- [WORK TO COMPLETE]:
Beginning at the first line of the data, print each line exactly, stopping after the line that contains "pub fn new(total: u64, description: &str)".

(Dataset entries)
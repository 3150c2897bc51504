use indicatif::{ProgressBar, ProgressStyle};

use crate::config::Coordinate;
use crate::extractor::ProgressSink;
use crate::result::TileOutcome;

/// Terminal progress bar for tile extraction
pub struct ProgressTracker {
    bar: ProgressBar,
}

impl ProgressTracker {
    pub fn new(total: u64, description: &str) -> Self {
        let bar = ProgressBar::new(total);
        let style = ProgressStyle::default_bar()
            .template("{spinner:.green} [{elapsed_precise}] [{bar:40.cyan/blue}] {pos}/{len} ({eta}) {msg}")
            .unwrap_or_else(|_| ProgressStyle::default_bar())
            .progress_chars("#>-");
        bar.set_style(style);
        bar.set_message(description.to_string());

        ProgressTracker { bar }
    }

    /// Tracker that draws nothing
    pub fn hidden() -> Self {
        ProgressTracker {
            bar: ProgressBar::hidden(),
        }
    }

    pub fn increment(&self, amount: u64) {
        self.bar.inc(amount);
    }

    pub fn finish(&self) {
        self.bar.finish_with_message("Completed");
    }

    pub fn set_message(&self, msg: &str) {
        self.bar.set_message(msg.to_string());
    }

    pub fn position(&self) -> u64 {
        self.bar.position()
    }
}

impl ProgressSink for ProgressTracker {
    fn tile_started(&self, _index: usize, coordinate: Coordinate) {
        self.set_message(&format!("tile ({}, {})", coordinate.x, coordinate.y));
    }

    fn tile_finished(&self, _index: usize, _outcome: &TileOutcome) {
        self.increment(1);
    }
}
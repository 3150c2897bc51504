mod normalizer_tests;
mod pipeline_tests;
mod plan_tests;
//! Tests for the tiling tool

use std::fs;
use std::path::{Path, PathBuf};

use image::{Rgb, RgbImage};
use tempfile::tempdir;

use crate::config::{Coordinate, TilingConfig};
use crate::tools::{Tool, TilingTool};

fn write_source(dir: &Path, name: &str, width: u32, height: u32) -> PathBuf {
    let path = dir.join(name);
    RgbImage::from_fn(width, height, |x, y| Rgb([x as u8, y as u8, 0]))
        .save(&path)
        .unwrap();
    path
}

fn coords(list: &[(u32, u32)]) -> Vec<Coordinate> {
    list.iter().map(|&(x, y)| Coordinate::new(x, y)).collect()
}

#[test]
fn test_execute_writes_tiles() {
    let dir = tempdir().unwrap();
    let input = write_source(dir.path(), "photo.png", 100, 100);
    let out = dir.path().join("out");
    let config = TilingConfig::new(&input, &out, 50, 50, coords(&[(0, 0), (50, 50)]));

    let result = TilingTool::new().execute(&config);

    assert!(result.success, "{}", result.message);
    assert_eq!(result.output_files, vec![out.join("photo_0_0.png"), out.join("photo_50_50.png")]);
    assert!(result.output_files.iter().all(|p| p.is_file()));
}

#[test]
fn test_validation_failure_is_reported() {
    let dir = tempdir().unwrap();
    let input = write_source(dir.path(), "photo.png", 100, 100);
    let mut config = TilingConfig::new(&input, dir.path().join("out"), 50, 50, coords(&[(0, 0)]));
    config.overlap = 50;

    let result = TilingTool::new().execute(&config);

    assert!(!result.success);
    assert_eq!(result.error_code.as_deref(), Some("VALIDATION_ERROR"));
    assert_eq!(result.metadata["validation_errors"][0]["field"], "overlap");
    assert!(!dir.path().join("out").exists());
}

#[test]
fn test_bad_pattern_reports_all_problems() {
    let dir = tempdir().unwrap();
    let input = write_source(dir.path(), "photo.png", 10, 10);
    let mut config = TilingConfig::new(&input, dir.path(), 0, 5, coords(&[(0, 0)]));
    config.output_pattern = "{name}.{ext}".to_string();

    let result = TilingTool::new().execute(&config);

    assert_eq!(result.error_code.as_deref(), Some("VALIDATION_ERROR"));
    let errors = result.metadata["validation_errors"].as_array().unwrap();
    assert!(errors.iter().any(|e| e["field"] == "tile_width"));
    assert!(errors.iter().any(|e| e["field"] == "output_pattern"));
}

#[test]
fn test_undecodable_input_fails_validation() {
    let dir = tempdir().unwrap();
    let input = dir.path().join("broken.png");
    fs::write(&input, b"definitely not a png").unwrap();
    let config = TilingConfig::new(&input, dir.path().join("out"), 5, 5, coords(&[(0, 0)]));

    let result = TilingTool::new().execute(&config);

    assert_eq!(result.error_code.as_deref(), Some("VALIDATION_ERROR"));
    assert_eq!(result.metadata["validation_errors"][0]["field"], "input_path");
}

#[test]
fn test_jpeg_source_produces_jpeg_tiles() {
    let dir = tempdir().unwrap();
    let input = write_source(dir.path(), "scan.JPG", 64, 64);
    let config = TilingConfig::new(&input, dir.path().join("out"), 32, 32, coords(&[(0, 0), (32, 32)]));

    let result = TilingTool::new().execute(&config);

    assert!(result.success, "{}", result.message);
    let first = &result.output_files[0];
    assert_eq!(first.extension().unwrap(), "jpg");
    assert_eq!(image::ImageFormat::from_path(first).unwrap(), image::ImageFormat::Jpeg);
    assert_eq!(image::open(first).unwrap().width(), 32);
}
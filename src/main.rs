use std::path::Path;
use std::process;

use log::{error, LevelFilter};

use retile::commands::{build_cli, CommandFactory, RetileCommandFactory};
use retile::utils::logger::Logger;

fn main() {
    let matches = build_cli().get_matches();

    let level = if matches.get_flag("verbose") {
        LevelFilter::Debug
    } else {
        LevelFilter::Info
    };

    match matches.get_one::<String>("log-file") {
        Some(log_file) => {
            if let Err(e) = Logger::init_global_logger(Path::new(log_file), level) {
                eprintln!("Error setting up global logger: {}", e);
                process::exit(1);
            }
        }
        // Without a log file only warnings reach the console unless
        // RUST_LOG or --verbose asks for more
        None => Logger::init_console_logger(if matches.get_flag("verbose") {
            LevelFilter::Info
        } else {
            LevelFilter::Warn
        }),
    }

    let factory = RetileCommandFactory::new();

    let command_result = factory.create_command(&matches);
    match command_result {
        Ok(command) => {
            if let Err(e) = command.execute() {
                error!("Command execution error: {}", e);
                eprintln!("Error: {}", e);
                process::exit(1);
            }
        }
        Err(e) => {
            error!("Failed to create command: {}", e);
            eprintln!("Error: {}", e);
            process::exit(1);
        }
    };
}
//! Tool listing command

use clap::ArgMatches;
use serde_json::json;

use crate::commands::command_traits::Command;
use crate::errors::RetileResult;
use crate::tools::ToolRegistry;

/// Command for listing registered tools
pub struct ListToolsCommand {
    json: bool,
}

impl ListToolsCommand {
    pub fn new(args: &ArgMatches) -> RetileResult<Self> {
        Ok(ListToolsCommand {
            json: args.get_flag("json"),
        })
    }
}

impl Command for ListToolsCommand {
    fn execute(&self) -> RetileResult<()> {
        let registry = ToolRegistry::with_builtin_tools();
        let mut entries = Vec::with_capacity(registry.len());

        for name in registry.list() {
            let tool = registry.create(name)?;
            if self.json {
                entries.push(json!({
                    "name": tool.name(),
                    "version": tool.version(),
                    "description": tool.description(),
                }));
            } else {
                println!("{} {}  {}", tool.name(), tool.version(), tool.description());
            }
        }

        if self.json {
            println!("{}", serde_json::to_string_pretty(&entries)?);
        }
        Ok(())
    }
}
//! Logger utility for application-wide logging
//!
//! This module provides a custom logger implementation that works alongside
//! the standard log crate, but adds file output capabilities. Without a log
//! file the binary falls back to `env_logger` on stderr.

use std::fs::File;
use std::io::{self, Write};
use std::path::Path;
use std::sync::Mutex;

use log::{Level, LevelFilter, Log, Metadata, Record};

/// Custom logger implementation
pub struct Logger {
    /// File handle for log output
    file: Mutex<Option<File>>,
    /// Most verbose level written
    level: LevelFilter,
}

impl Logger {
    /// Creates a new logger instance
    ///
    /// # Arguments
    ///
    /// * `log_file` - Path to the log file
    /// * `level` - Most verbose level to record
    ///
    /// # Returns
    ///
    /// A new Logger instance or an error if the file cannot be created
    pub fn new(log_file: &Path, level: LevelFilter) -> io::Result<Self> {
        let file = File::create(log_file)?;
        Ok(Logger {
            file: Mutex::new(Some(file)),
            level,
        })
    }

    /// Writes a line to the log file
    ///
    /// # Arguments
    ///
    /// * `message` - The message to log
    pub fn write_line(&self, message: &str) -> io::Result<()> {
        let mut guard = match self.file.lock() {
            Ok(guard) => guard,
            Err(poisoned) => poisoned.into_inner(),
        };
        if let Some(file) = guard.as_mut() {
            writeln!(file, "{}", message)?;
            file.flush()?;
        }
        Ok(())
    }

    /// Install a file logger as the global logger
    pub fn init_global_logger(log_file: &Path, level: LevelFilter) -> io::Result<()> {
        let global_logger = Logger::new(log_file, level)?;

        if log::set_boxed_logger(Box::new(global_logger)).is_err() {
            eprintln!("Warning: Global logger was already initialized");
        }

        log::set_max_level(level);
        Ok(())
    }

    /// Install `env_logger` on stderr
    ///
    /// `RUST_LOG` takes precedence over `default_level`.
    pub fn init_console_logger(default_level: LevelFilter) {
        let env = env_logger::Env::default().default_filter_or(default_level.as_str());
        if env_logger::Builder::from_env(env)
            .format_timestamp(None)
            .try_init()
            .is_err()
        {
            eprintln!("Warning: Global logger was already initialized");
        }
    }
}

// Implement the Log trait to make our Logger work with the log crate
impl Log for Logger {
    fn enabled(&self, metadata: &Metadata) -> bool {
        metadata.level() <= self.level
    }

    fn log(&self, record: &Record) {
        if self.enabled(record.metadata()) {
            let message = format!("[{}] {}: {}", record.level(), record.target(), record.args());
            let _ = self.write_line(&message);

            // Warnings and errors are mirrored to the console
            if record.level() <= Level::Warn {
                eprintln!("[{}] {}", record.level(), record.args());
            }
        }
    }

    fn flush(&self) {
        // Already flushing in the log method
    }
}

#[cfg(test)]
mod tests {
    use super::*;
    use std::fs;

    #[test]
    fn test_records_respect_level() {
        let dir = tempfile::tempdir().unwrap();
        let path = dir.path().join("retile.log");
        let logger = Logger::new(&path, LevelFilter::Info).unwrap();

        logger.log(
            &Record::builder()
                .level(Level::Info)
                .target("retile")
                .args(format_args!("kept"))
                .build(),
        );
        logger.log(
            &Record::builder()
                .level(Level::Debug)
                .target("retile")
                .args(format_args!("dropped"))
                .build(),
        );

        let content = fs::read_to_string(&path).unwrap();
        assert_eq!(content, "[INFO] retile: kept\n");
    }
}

- [EXERCISE OUTPUT]:
repository 3150c2897bc51504
use indicatif::{ProgressBar, ProgressStyle};

use crate::config::Coordinate;
use crate::extractor::ProgressSink;
use crate::result::TileOutcome;

/// Terminal progress bar for tile extraction
pub struct ProgressTracker {
    bar: ProgressBar,
}

impl ProgressTracker {
    pub fn new(total: u64, description: &str) -> Self {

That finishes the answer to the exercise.